Task directions >> Where does the word "open" appear in the entries below? Copy each line that holds it.

Source records >>
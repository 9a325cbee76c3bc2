//! The model-backed [`ContentSource`].

use super::pipeline::{self, ArtifactKind, Attempt, ContractAttempt};
use super::{
    BotActionRequest, ContentSource, GenerationSettings, PuzzleRequest, ScenarioRequest,
    VerdictRequest, prompts, selector_for,
};
use crate::llm::{GenerateOptions, Prompt, TextGenerator};
use async_trait::async_trait;
use perilous_rules::{
    ActionVerdict, BotAction, BotActionContract, ContentRules, GeneratedPuzzle, Leaning,
    PerilLevel, PuzzleContract, Scenario, ScenarioContract, VerdictContract, Violation,
    assess_action, fallback, implied_options, text,
};
use rand::rngs::StdRng;
use rand::{Rng, SeedableRng};
use std::sync::{Arc, Mutex, PoisonError};
use tracing::{info, instrument};

const PARAGRAPH_BREAK: &str = "\n\n";

/// Generates content through a [`TextGenerator`], falling back to curated
/// pools when the model cannot satisfy a contract.
pub struct ContentGenerator {
    generator: Arc<dyn TextGenerator>,
    rules: ContentRules,
    settings: GenerationSettings,
    rng: Mutex<StdRng>,
}

impl std::fmt::Debug for ContentGenerator {
    fn fmt(&self, f: &mut std::fmt::Formatter<'_>) -> std::fmt::Result {
        f.debug_struct("ContentGenerator")
            .field("generator", &self.generator.name())
            .field("settings", &self.settings)
            .finish()
    }
}

impl ContentGenerator {
    /// Creates an adapter with an OS-seeded random source.
    pub fn new(
        generator: Arc<dyn TextGenerator>,
        rules: ContentRules,
        settings: GenerationSettings,
    ) -> Self {
        Self::with_rng(generator, rules, settings, StdRng::from_os_rng())
    }

    /// Creates an adapter whose verdict rolls repeat for a given seed.
    pub fn seeded(
        generator: Arc<dyn TextGenerator>,
        rules: ContentRules,
        settings: GenerationSettings,
        seed: u64,
    ) -> Self {
        Self::with_rng(generator, rules, settings, StdRng::seed_from_u64(seed))
    }

    fn with_rng(
        generator: Arc<dyn TextGenerator>,
        rules: ContentRules,
        settings: GenerationSettings,
        rng: StdRng,
    ) -> Self {
        info!(generator = generator.name(), "Creating content generator");
        Self {
            generator,
            rules,
            settings,
            rng: Mutex::new(rng),
        }
    }

    /// Content rules every value is checked against.
    pub fn rules(&self) -> &ContentRules {
        &self.rules
    }

    fn roll(&self) -> f64 {
        let mut rng = self.rng.lock().unwrap_or_else(PoisonError::into_inner);
        rng.random::<f64>()
    }

    fn options(&self, temperature: f32, max_tokens: u32, stop: &[&str]) -> GenerateOptions {
        GenerateOptions::new(
            temperature,
            max_tokens,
            stop.iter().map(|s| s.to_string()).collect(),
        )
    }
}

/// Puzzle attempts keep an accepted phrase and only regenerate the category.
struct PuzzleAttempt<'a> {
    contract: PuzzleContract<'a>,
    rules: &'a ContentRules,
    phrase: Option<String>,
}

impl Attempt for PuzzleAttempt<'_> {
    type Value = GeneratedPuzzle;

    fn evaluate(&mut self, raw: &str) -> Result<GeneratedPuzzle, Vec<Violation>> {
        if let Some(phrase) = &self.phrase {
            let (_, category) = self.contract.fields(raw);
            let category = category.unwrap_or_else(|| text::strip_preamble(raw));
            let category = self.contract.accept_category(&category, phrase)?;
            return Ok(GeneratedPuzzle::new(phrase.clone(), category));
        }

        let (phrase, category) = self.contract.fields(raw);
        let Some(phrase) = phrase else {
            return Err(vec![Violation::new(
                "format",
                "reply with PHRASE: <PHRASE> | CATEGORY: <Category>",
            )]);
        };
        let phrase = self.contract.accept_phrase(&phrase)?;
        let Some(category) = category else {
            self.phrase = Some(phrase);
            return Err(vec![Violation::new("format", "the category was missing")]);
        };
        match self.contract.accept_category(&category, &phrase) {
            Ok(category) => Ok(GeneratedPuzzle::new(phrase, category)),
            Err(violations) => {
                self.phrase = Some(phrase);
                Err(violations)
            }
        }
    }

    fn repair(&self, original: &Prompt, raw: &str, violations: &[Violation]) -> Prompt {
        match &self.phrase {
            Some(phrase) => prompts::category(self.rules, phrase, violations),
            None => prompts::repair(original, raw, violations),
        }
    }
}

#[async_trait]
impl ContentSource for ContentGenerator {
    #[instrument(skip(self, request), fields(round = request.round, recent = request.recent.len()))]
    async fn scenario(&self, request: ScenarioRequest<'_>) -> Scenario {
        let contract = ScenarioContract::new(&self.rules, request.recent);
        let prompt = prompts::scenario(&self.rules, request.recent);
        let options = self.options(
            self.settings.temperatures().scenario,
            self.settings.max_tokens().scenario,
            &[],
        );
        let mut attempt = ContractAttempt(contract);
        match pipeline::run(
            self.generator.as_ref(),
            &self.settings,
            ArtifactKind::Scenario,
            &mut attempt,
            prompt,
            options,
        )
        .await
        {
            Ok(scenario) => scenario,
            Err(_) => fallback::scenario(request.recent, u64::from(request.round)),
        }
    }

    #[instrument(skip(self, request), fields(difficulty = %request.difficulty))]
    async fn puzzle(&self, request: PuzzleRequest<'_>) -> GeneratedPuzzle {
        let contract = PuzzleContract::new(&self.rules, request.difficulty, request.recent);
        let prompt = prompts::puzzle(&self.rules, request.difficulty, request.recent);
        let options = self.options(
            self.settings.temperatures().puzzle,
            self.settings.max_tokens().puzzle,
            &[PARAGRAPH_BREAK],
        );
        let mut attempt = PuzzleAttempt {
            contract,
            rules: &self.rules,
            phrase: None,
        };
        match pipeline::run(
            self.generator.as_ref(),
            &self.settings,
            ArtifactKind::Puzzle,
            &mut attempt,
            prompt,
            options,
        )
        .await
        {
            Ok(puzzle) => puzzle,
            Err(_) => fallback::puzzle(request.difficulty, request.recent, request.selector),
        }
    }

    /// Judges an action.
    ///
    /// The result is rolled up front from the action's leaning. For
    /// ambiguous actions the model only narrates the roll and the fallback
    /// reuses it; otherwise the model decides and the fallback follows the
    /// leaning.
    #[instrument(skip(self, request))]
    async fn verdict(&self, request: VerdictRequest<'_>) -> ActionVerdict {
        let leaning = assess_action(request.action);
        let decided = leaning.decide(self.rules.verdict_weights(), self.roll());
        let expected = (leaning == Leaning::Ambiguous).then_some(decided);
        info!(%leaning, decided, pinned = expected.is_some(), "Rolled verdict");

        let contract = VerdictContract::new(&self.rules, expected)
            .grounded_in(request.scenario, request.action);
        let prompt = prompts::verdict(
            &self.rules,
            request.scenario,
            request.action,
            leaning,
            expected,
        );
        let options = self.options(
            self.settings.temperatures().verdict,
            self.settings.max_tokens().verdict,
            &[],
        );
        let mut attempt = ContractAttempt(contract);
        match pipeline::run(
            self.generator.as_ref(),
            &self.settings,
            ArtifactKind::Verdict,
            &mut attempt,
            prompt,
            options,
        )
        .await
        {
            Ok(verdict) => verdict,
            Err(_) => fallback::verdict(
                request.action,
                leaning.fallback_success(decided),
                selector_for(request.action),
            ),
        }
    }

    #[instrument(skip(self, request), fields(lives = request.lives, round = request.round))]
    async fn bot_action(&self, request: BotActionRequest<'_>) -> BotAction {
        let peril = PerilLevel::from_lives(request.lives);
        let options = implied_options(request.scenario);
        let contract = BotActionContract::new(&self.rules, &options);
        let prompt = prompts::bot_action(&self.rules, request.scenario, &options, peril);
        let generate = self.options(
            self.settings.temperatures().bot_action,
            self.settings.max_tokens().bot_action,
            &[PARAGRAPH_BREAK],
        );
        let mut attempt = ContractAttempt(contract);
        match pipeline::run(
            self.generator.as_ref(),
            &self.settings,
            ArtifactKind::BotAction,
            &mut attempt,
            prompt,
            generate,
        )
        .await
        {
            Ok(action) => action,
            Err(_) => fallback::bot_action(&self.rules, peril, &options, u64::from(request.round)),
        }
    }
}

#[cfg(test)]
mod tests {
    use super::*;
    use crate::testing::ScriptedGenerator;
    use perilous_rules::{Contract, Difficulty};

    const VALID_SCENARIO: &str = "A runaway hot air balloon drags its basket across the county fair \
        while you cling to the rope, and you could either let go above the hay bales or climb \
        into the basket and pull the vent cord. What do you do?";

    fn adapter(script: &Arc<ScriptedGenerator>) -> ContentGenerator {
        ContentGenerator::seeded(
            script.clone(),
            ContentRules::default(),
            GenerationSettings::default().with_timeout_ms(1_000),
            7,
        )
    }

    #[tokio::test]
    async fn test_valid_scenario_is_used_first_time() {
        let script = Arc::new(ScriptedGenerator::new([VALID_SCENARIO]));
        let scenario = adapter(&script)
            .scenario(ScenarioRequest {
                recent: &[],
                round: 1,
            })
            .await;
        assert!(scenario.text().starts_with("A runaway hot air balloon"));
        assert_eq!(script.calls(), 1);
    }

    #[tokio::test]
    async fn test_category_only_repair_keeps_phrase() {
        let script = Arc::new(ScriptedGenerator::new([
            "PHRASE: NIGHT OWL | CATEGORY: Things",
            "CATEGORY: Sleep Habits",
        ]));
        let puzzle = adapter(&script)
            .puzzle(PuzzleRequest {
                difficulty: Difficulty::Easy,
                recent: &[],
                selector: 0,
            })
            .await;
        assert_eq!(puzzle, GeneratedPuzzle::new("NIGHT OWL", "Sleep Habits"));

        let prompts = script.prompts();
        assert_eq!(prompts.len(), 2);
        assert!(prompts[1].user().contains("The phrase is: NIGHT OWL"));
    }

    #[tokio::test]
    async fn test_ambiguous_verdict_must_match_roll() {
        let rules = ContentRules::default();
        let script = Arc::new(ScriptedGenerator::new([
            "VERDICT: SUCCESS\nOUTCOME: The blue door swings open onto a quiet hallway.",
            "VERDICT: FAILURE\nOUTCOME: The blue door sticks and the alarm starts to wail.",
        ]));
        let verdict = adapter(&script)
            .verdict(VerdictRequest {
                scenario: VALID_SCENARIO,
                action: "I open the blue door",
            })
            .await;
        assert!(VerdictContract::new(&rules, Some(verdict.success)).validate(&verdict).is_ok());
    }

    #[tokio::test]
    async fn test_bot_action_falls_back_after_three_rejections() {
        let rules = ContentRules::default();
        let script = Arc::new(ScriptedGenerator::new(["The bot waits.", "no", "nope"]));
        let action = adapter(&script)
            .bot_action(BotActionRequest {
                scenario: VALID_SCENARIO,
                lives: 1,
                round: 4,
            })
            .await;
        assert_eq!(script.calls(), 3);
        let options = implied_options(VALID_SCENARIO);
        assert!(BotActionContract::new(&rules, &options).validate(&action).is_ok());
        assert!(action.text().contains("desperately"));
    }
}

Finished task >>
            "VERDICT: SUCCESS\nOUTCOME: The blue door swings open onto a quiet hallway.",
                action: "I open the blue door",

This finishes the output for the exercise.